Mrs. Severn had walked on and was now standing on the ridge, silhouetted against the sky. Anna soon overtook her, and they went on quickly, shortening the way by striking into the ling. Her anger had melted. The old tenderness was in her heart; for some bitter moments it had seemed indeed that the new shame must quench it. Nor was it her new-found happiness that inspired it. Her anger must have humiliated Clothilde, and she could not bear to think she was humiliated.

During the heavy walking through the ling she did all she could to be kind. The beautiful face, growing weary and haggard with a rare anxiety which she attributed to the wish to be home before her husband, touched her deeply. She helped her on, holding up her dress, throwing the shade of the parasol wholly over her, and hoping each moment that she might strike some chord that would unseal her heart and give some clue to its enigmatical life.

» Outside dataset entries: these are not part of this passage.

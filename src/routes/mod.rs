pub mod estimate_routes;
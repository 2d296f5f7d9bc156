mod routes;
mod controllers;
mod services;
mod models;
mod api_docs;
mod shared_state;
mod config;
mod error;

use std::net::SocketAddr;
use axum::{Router, routing::get, response::Html};
use tower_http::{cors::CorsLayer, trace::TraceLayer};
use tracing::{error, info};
use tracing_subscriber::EnvFilter;
use utoipa::OpenApi;
use utoipa_scalar::Scalar;
use crate::routes::estimate_routes::api_routes;
use crate::api_docs::ApiDoc;
use crate::shared_state::{AppState, SharedState};
use crate::config::Config;

const CONFIG_PATH_ENV: &str = "SOLAR_ESTIMATOR_CONFIG";

#[tokio::main]
async fn main() {
    tracing_subscriber::fmt()
        .with_env_filter(EnvFilter::try_from_default_env().unwrap_or_else(|_| EnvFilter::new("info")))
        .init();

    // 1. Load configuration
    let config_path = std::env::var(CONFIG_PATH_ENV).unwrap_or_else(|_| "config.json".to_string());
    let config = match Config::load(&config_path) {
        Ok(c) => c,
        Err(e) => {
            error!("Failed to load {}: {}", config_path, e);
            std::process::exit(1);
        }
    };
    info!(
        "Configuration loaded from {} (offline mode: {}, reference year: {})",
        config_path, config.offline_mode, config.providers.reference_year
    );

    // 2. Initialize shared state and providers
    let state = match AppState::new(&config) {
        Ok(s) => s,
        Err(e) => {
            error!("Failed to build HTTP client: {}", e);
            std::process::exit(1);
        }
    };

    // 3. Start Axum HTTP server
    let server_port = config.server.port;
    let shared = SharedState {
        app: state,
        config,
    };
    let app = Router::new()
        .nest("/api", api_routes(shared))
        .route("/scalar", get(|| async {
            Html(Scalar::new(ApiDoc::openapi()).to_html())
        }))
        .layer(TraceLayer::new_for_http())
        .layer(CorsLayer::permissive());

    let addr = SocketAddr::from(([0, 0, 0, 0], server_port));
    info!("API Server listening on http://{}", addr);
    info!("Scalar UI: http://{}/scalar", addr);

    if let Err(e) = axum_server::bind(addr)
        .serve(app.into_make_service())
        .await
    {
        error!("HTTP server error: {}", e);
        std::process::exit(1);
    }
}
/// Derive a single salary figure from a possibly partial range.
///
/// Postings that state only a lower bound tend to undercount real pay by
/// about 20%, and upper-bound-only postings overcount symmetrically, so
/// the lone bound is scaled rather than taken as-is.
///
/// Returns `None` when neither bound is given; callers must exclude such
/// vacancies from aggregation, never treat them as zero.
pub fn estimate_salary(from: Option<f64>, to: Option<f64>) -> Option<f64> {
    match (from, to) {
        (Some(from), Some(to)) => Some((from + to) / 2.0),
        (Some(from), None) => Some(from * 1.2),
        (None, Some(to)) => Some(to * 0.8),
        (None, None) => None,
    }
}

But Mrs. Severn remained silent, walking with her eyes down, but carefully picking her way among the tufts of ling. Anna in her white dress and sun hat got along easily, but Mrs. Severn's progress was laboured. She looked extraordinary, a figure more fit for a stage than the moor, her black draperies at once handsome and negligent, her arms bare from the elbows, the lace strings of her bonnet arranged about her throat with a mantilla-like effect, which set off the fine contour of her face. Always conscious of herself, she was now.

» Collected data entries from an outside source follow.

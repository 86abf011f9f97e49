use std::time::Duration;

use reqwest::Client;
use salarium_core::{AppError, JobSource, estimate_salary, search_query};
use serde::Deserialize;

use crate::http::{read_json, transport_error};

const SJ_API_BASE: &str = "https://api.superjob.ru/2.0";
const WEBSITE: &str = "SuperJob";
const API_KEY_HEADER: &str = "X-Api-App-Id";
const PAGE_SIZE: u32 = 100;
/// Catalogue id of the programming section in SuperJob's rubricator.
const PROGRAMMING_CATALOGUE: u32 = 48;
/// SuperJob does not declare its page count up front; the search is
/// capped at this many pages regardless of the true result size.
const MAX_PAGES: u32 = 5;
const DEFAULT_TIMEOUT: Duration = Duration::from_secs(30);

/// SuperJob API client (`api.superjob.ru/2.0`).
///
/// Every request carries the application key in the `X-Api-App-Id`
/// header. The key is passed in explicitly; reading it from the
/// environment is the caller's concern.
#[derive(Clone)]
pub struct SuperjobClient {
    client: Client,
    base_url: String,
    api_key: String,
    timeout_secs: u64,
}

impl SuperjobClient {
    pub fn new(api_key: &str) -> Result<Self, AppError> {
        Self::with_base_url(api_key, SJ_API_BASE)
    }

    pub fn with_base_url(api_key: &str, base_url: &str) -> Result<Self, AppError> {
        let client = Client::builder()
            .timeout(DEFAULT_TIMEOUT)
            .build()
            .map_err(|e| AppError::Http(e.to_string()))?;

        Ok(Self {
            client,
            base_url: base_url.trim_end_matches('/').to_string(),
            api_key: api_key.to_string(),
            timeout_secs: DEFAULT_TIMEOUT.as_secs(),
        })
    }

    async fn vacancies_page(
        &self,
        keyword: &str,
        town: u64,
        page: Option<u32>,
    ) -> Result<VacanciesPage, AppError> {
        let url = format!("{}/vacancies/", self.base_url);
        let mut request = self
            .client
            .get(&url)
            .header(API_KEY_HEADER, &self.api_key)
            .query(&[
                ("count", PAGE_SIZE.to_string()),
                ("town", town.to_string()),
                ("catalogues", PROGRAMMING_CATALOGUE.to_string()),
                ("keyword", keyword.to_string()),
            ]);
        if let Some(page) = page {
            request = request.query(&[("page", page.to_string())]);
        }

        let response = request
            .send()
            .await
            .map_err(|e| transport_error(e, self.timeout_secs))?;

        read_json(response).await
    }
}

// ---- SuperJob API types ----

#[derive(Debug, Deserialize)]
struct Town {
    id: u64,
    title: String,
}

#[derive(Debug, Deserialize)]
struct TownsPage {
    objects: Vec<Town>,
}

#[derive(Debug, Deserialize)]
struct VacanciesPage {
    total: u64,
    objects: Vec<SjVacancy>,
}

/// One vacancy from `GET /vacancies/`. SuperJob flattens the salary onto
/// the vacancy itself and encodes "not specified" as `0`.
#[derive(Debug, Clone, Deserialize)]
pub struct SjVacancy {
    pub payment_from: Option<f64>,
    pub payment_to: Option<f64>,
    pub currency: Option<String>,
}

/// Treat SuperJob's zero payment bound as an absent one.
fn payment_bound(value: Option<f64>) -> Option<f64> {
    value.filter(|v| *v > 0.0)
}

fn find_town(towns: &[Town], title: &str) -> Option<u64> {
    towns.iter().find(|town| town.title == title).map(|t| t.id)
}

impl JobSource for SuperjobClient {
    type LocationId = u64;
    type Vacancy = SjVacancy;

    fn website(&self) -> &str {
        WEBSITE
    }

    async fn resolve_location(&self, place: &str) -> Result<u64, AppError> {
        let url = format!("{}/towns/", self.base_url);
        let response = self
            .client
            .get(&url)
            .header(API_KEY_HEADER, &self.api_key)
            .query(&[("all", "1")])
            .send()
            .await
            .map_err(|e| transport_error(e, self.timeout_secs))?;

        let towns: TownsPage = read_json(response).await?;

        find_town(&towns.objects, place).ok_or_else(|| AppError::LocationNotFound {
            website: WEBSITE.to_string(),
            place: place.to_string(),
        })
    }

    async fn fetch_all(
        &self,
        language: &str,
        town: &u64,
    ) -> Result<(u64, Vec<SjVacancy>), AppError> {
        let keyword = search_query(language);

        // The initial request supplies the found total; the page count is
        // a fixed upper bound.
        let first = self.vacancies_page(&keyword, *town, None).await?;

        let mut vacancies = Vec::new();
        for page in 0..MAX_PAGES {
            let page_data = self.vacancies_page(&keyword, *town, Some(page)).await?;
            vacancies.extend(page_data.objects);
        }

        Ok((first.total, vacancies))
    }

    fn estimate(&self, vacancy: &SjVacancy) -> Option<f64> {
        if vacancy.currency.as_deref() != Some("rub") {
            return None;
        }
        estimate_salary(
            payment_bound(vacancy.payment_from),
            payment_bound(vacancy.payment_to),
        )
    }
}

'I wonder, if any one met us, what we should be taken for?' she said, as they stood resting a moment by leaning against the wall of the coal-pit shanty. 'I think I might be taken for an actress gone astray.'

Anna thought this so much nearer the truth than was intended that she said nothing.

'And you for my maid.'

'Probably,' said Anna, and walked on again. She felt too worn by the varying strong emotions she had gone through to dissent from any suggestion. It seemed hopeless to think of reaching Clothilde's inner self, but she could not help speculating over it. Life's opening out for herself during the last few hours had quickened her perceptions. A new experience of the influence each can exert on the lives round it, bringing a rush of undreamt-of possibilities that invested the vista of the future with a halo of definite and sacred responsibilities, had stirred her to a wider grasp of the issues involved in action, as well as to a keener questioning of their mainspring. She had known for years that Clothilde did not love her husband; but considered that she had no capacity either for love or hate, treating her emotions as diffused and colourless, and herself none the more unhappy for her indifference.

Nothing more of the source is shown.